**Exercise requirements**
Set down the records that follow exactly, every line of them.
[[ Given entries, beginning ]]
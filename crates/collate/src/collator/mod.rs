//! Locale-aware string comparison.
//!
//! A [`Collator`] is an immutable comparison policy: case sensitivity,
//! diacritic sensitivity and an optional requested locale. The actual
//! ordering is delegated to a [`CollationBackend`] selected at build time
//! through the `icu` feature. The strength mapping and the case
//! compensation pass live in [`strength`] so every backend shares them.

mod backend;
#[cfg(feature = "icu")]
mod icu;
mod locale;
mod noop;
pub mod strength;

use std::cmp::Ordering;
use std::fmt::{Debug, Formatter, Result as FmtResult};
use std::rc::Rc;

use bon::Builder;
use serde::{Deserialize, Serialize};
use serde_json::{Map, Value as Json};

pub use backend::{CollationBackend, DefaultBackend};
#[cfg(feature = "icu")]
pub use icu::IcuBackend;
pub use locale::{default_locale, negotiate_locale};
pub use noop::NoopBackend;
pub use strength::Strength;

/// Configuration a [`Collator`] is built from.
///
/// # Example
///
/// ```
/// use collate::CollatorOptions;
///
/// let options = CollatorOptions::builder()
///     .case_sensitive(true)
///     .locale("de".to_string())
///     .build();
///
/// assert!(options.case_sensitive);
/// assert!(!options.diacritic_sensitive);
/// assert_eq!(options.locale.as_deref(), Some("de"));
/// ```
#[derive(Debug, Clone, Default, PartialEq, Eq, Hash, Builder, Serialize, Deserialize)]
#[serde(rename_all = "kebab-case")]
pub struct CollatorOptions {
    /// Distinguish upper and lower case letters.
    #[builder(default)]
    #[serde(default)]
    pub case_sensitive: bool,

    /// Distinguish letters that differ only by accents or other marks.
    #[builder(default)]
    #[serde(default)]
    pub diacritic_sensitive: bool,

    /// Requested BCP-47 locale tag. `None` selects the default locale.
    #[serde(default, skip_serializing_if = "Option::is_none")]
    pub locale: Option<String>,
}

impl CollatorOptions {
    /// The native collation strength these flags map to.
    pub fn strength(&self) -> Strength {
        Strength::for_sensitivity(self.case_sensitive, self.diacritic_sensitive)
    }

    /// Serialize to the style-syntax option mapping.
    pub fn serialize(&self) -> Json {
        let mut map = Map::new();
        map.insert("case-sensitive".to_string(), Json::Bool(self.case_sensitive));
        map.insert(
            "diacritic-sensitive".to_string(),
            Json::Bool(self.diacritic_sensitive),
        );
        if let Some(locale) = &self.locale {
            map.insert("locale".to_string(), Json::String(locale.clone()));
        }
        Json::Object(map)
    }
}

/// An immutable, locale-aware string comparator.
///
/// Two collators are equal when their options are equal and they resolved
/// to the same locale. Clones share the backend handle, which is confined to
/// the thread that created it.
///
/// # Example
///
/// ```
/// use std::cmp::Ordering;
/// use collate::{Collator, CollatorOptions};
///
/// let collator = Collator::new(CollatorOptions::default());
/// assert_eq!(collator.compare("abc", "abc"), Ordering::Equal);
/// ```
#[derive(Clone)]
pub struct Collator {
    options: CollatorOptions,
    backend: Rc<dyn CollationBackend>,
}

impl Collator {
    /// Build a collator on the backend selected for this build.
    pub fn new(options: CollatorOptions) -> Self {
        Self::with_backend::<DefaultBackend>(options)
    }

    /// Build a collator on an explicit backend.
    pub fn with_backend<B: CollationBackend + 'static>(options: CollatorOptions) -> Self {
        let backend = B::open(options.strength(), options.locale.as_deref());
        Self {
            options,
            backend: Rc::new(backend),
        }
    }

    pub fn options(&self) -> &CollatorOptions {
        &self.options
    }

    pub fn case_sensitive(&self) -> bool {
        self.options.case_sensitive
    }

    pub fn diacritic_sensitive(&self) -> bool {
        self.options.diacritic_sensitive
    }

    /// The locale tag the caller asked for, if any.
    pub fn requested_locale(&self) -> Option<&str> {
        self.options.locale.as_deref()
    }

    /// The locale the backend actually uses. Empty when undeterminable.
    pub fn resolved_locale(&self) -> &str {
        self.backend.resolved_locale()
    }

    /// Three-way comparison of two strings under this collator's policy.
    ///
    /// Inert backends answer `Equal` for every pair; the case compensation
    /// pass is not applied to them.
    pub fn compare(&self, lhs: &str, rhs: &str) -> Ordering {
        let native = self.backend.compare(lhs, rhs);
        if self.backend.is_inert() {
            return native;
        }
        strength::compensate(&self.options, native, lhs, rhs)
    }

    /// Serialize to the style-syntax option mapping.
    pub fn serialize(&self) -> Json {
        self.options.serialize()
    }
}

impl PartialEq for Collator {
    fn eq(&self, other: &Self) -> bool {
        self.options == other.options && self.resolved_locale() == other.resolved_locale()
    }
}

impl Eq for Collator {}

impl Debug for Collator {
    fn fmt(&self, f: &mut Formatter<'_>) -> FmtResult {
        f.debug_struct("Collator")
            .field("options", &self.options)
            .field("resolved_locale", &self.resolved_locale())
            .field("backend", &self.backend)
            .finish()
    }
}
[[ Given entries, end ]]
**Task output**
filename crates/collate/src/collator/mod.rs
//! Locale-aware string comparison.
//!
//! A [`Collator`] is an immutable comparison policy: case sensitivity,
//! diacritic sensitivity and an optional requested locale. The actual
//! ordering is delegated to a [`CollationBackend`] selected at build time
//! through the `icu` feature. The strength mapping and the case
//! compensation pass live in [`strength`] so every backend shares them.

mod backend;
#[cfg(feature = "icu")]
mod icu;
mod locale;
mod noop;
pub mod strength;

use std::cmp::Ordering;
use std::fmt::{Debug, Formatter, Result as FmtResult};
use std::rc::Rc;

use bon::Builder;
use serde::{Deserialize, Serialize};
use serde_json::{Map, Value as Json};

pub use backend::{CollationBackend, DefaultBackend};
#[cfg(feature = "icu")]
pub use icu::IcuBackend;
pub use locale::{default_locale, negotiate_locale};
pub use noop::NoopBackend;
pub use strength::Strength;

/// Configuration a [`Collator`] is built from.
///
/// # Example
///
/// ```
/// use collate::CollatorOptions;
///
/// let options = CollatorOptions::builder()
///     .case_sensitive(true)
///     .locale("de".to_string())
///     .build();
///
/// assert!(options.case_sensitive);
/// assert!(!options.diacritic_sensitive);
/// assert_eq!(options.locale.as_deref(), Some("de"));
/// ```
#[derive(Debug, Clone, Default, PartialEq, Eq, Hash, Builder, Serialize, Deserialize)]
#[serde(rename_all = "kebab-case")]
pub struct CollatorOptions {
    /// Distinguish upper and lower case letters.
    #[builder(default)]
    #[serde(default)]
    pub case_sensitive: bool,

    /// Distinguish letters that differ only by accents or other marks.
    #[builder(default)]
    #[serde(default)]
    pub diacritic_sensitive: bool,

    /// Requested BCP-47 locale tag. `None` selects the default locale.
    #[serde(default, skip_serializing_if = "Option::is_none")]
    pub locale: Option<String>,
}

impl CollatorOptions {
    /// The native collation strength these flags map to.
    pub fn strength(&self) -> Strength {
        Strength::for_sensitivity(self.case_sensitive, self.diacritic_sensitive)
    }

    /// Serialize to the style-syntax option mapping.
    pub fn serialize(&self) -> Json {
        let mut map = Map::new();
        map.insert("case-sensitive".to_string(), Json::Bool(self.case_sensitive));
        map.insert(
            "diacritic-sensitive".to_string(),
            Json::Bool(self.diacritic_sensitive),
        );
        if let Some(locale) = &self.locale {
            map.insert("locale".to_string(), Json::String(locale.clone()));
        }
        Json::Object(map)
    }
}

/// An immutable, locale-aware string comparator.
///
/// Two collators are equal when their options are equal and they resolved
/// to the same locale. Clones share the backend handle, which is confined to
/// the thread that created it.
///
/// # Example
///
/// ```
/// use std::cmp::Ordering;
/// use collate::{Collator, CollatorOptions};
///
/// let collator = Collator::new(CollatorOptions::default());
/// assert_eq!(collator.compare("abc", "abc"), Ordering::Equal);
/// ```
#[derive(Clone)]
pub struct Collator {
    options: CollatorOptions,
    backend: Rc<dyn CollationBackend>,
}

impl Collator {
    /// Build a collator on the backend selected for this build.
    pub fn new(options: CollatorOptions) -> Self {
        Self::with_backend::<DefaultBackend>(options)
    }

    /// Build a collator on an explicit backend.
    pub fn with_backend<B: CollationBackend + 'static>(options: CollatorOptions) -> Self {
        let backend = B::open(options.strength(), options.locale.as_deref());
        Self {
            options,
            backend: Rc::new(backend),
        }
    }

    pub fn options(&self) -> &CollatorOptions {
        &self.options
    }

    pub fn case_sensitive(&self) -> bool {
        self.options.case_sensitive
    }

    pub fn diacritic_sensitive(&self) -> bool {
        self.options.diacritic_sensitive
    }

    /// The locale tag the caller asked for, if any.
    pub fn requested_locale(&self) -> Option<&str> {
        self.options.locale.as_deref()
    }

    /// The locale the backend actually uses. Empty when undeterminable.
    pub fn resolved_locale(&self) -> &str {
        self.backend.resolved_locale()
    }

    /// Three-way comparison of two strings under this collator's policy.
    ///
    /// Inert backends answer `Equal` for every pair; the case compensation
    /// pass is not applied to them.
    pub fn compare(&self, lhs: &str, rhs: &str) -> Ordering {
        let native = self.backend.compare(lhs, rhs);
        if self.backend.is_inert() {
            return native;
        }
        strength::compensate(&self.options, native, lhs, rhs)
    }

    /// Serialize to the style-syntax option mapping.
    pub fn serialize(&self) -> Json {
        self.options.serialize()
    }
}

impl PartialEq for Collator {
    fn eq(&self, other: &Self) -> bool {
        self.options == other.options && self.resolved_locale() == other.resolved_locale()
    }
}

impl Eq for Collator {}

impl Debug for Collator {
    fn fmt(&self, f: &mut Formatter<'_>) -> FmtResult {
        f.debug_struct("Collator")
            .field("options", &self.options)
            .field("resolved_locale", &self.resolved_locale())
            .field("backend", &self.backend)
            .finish()
    }
}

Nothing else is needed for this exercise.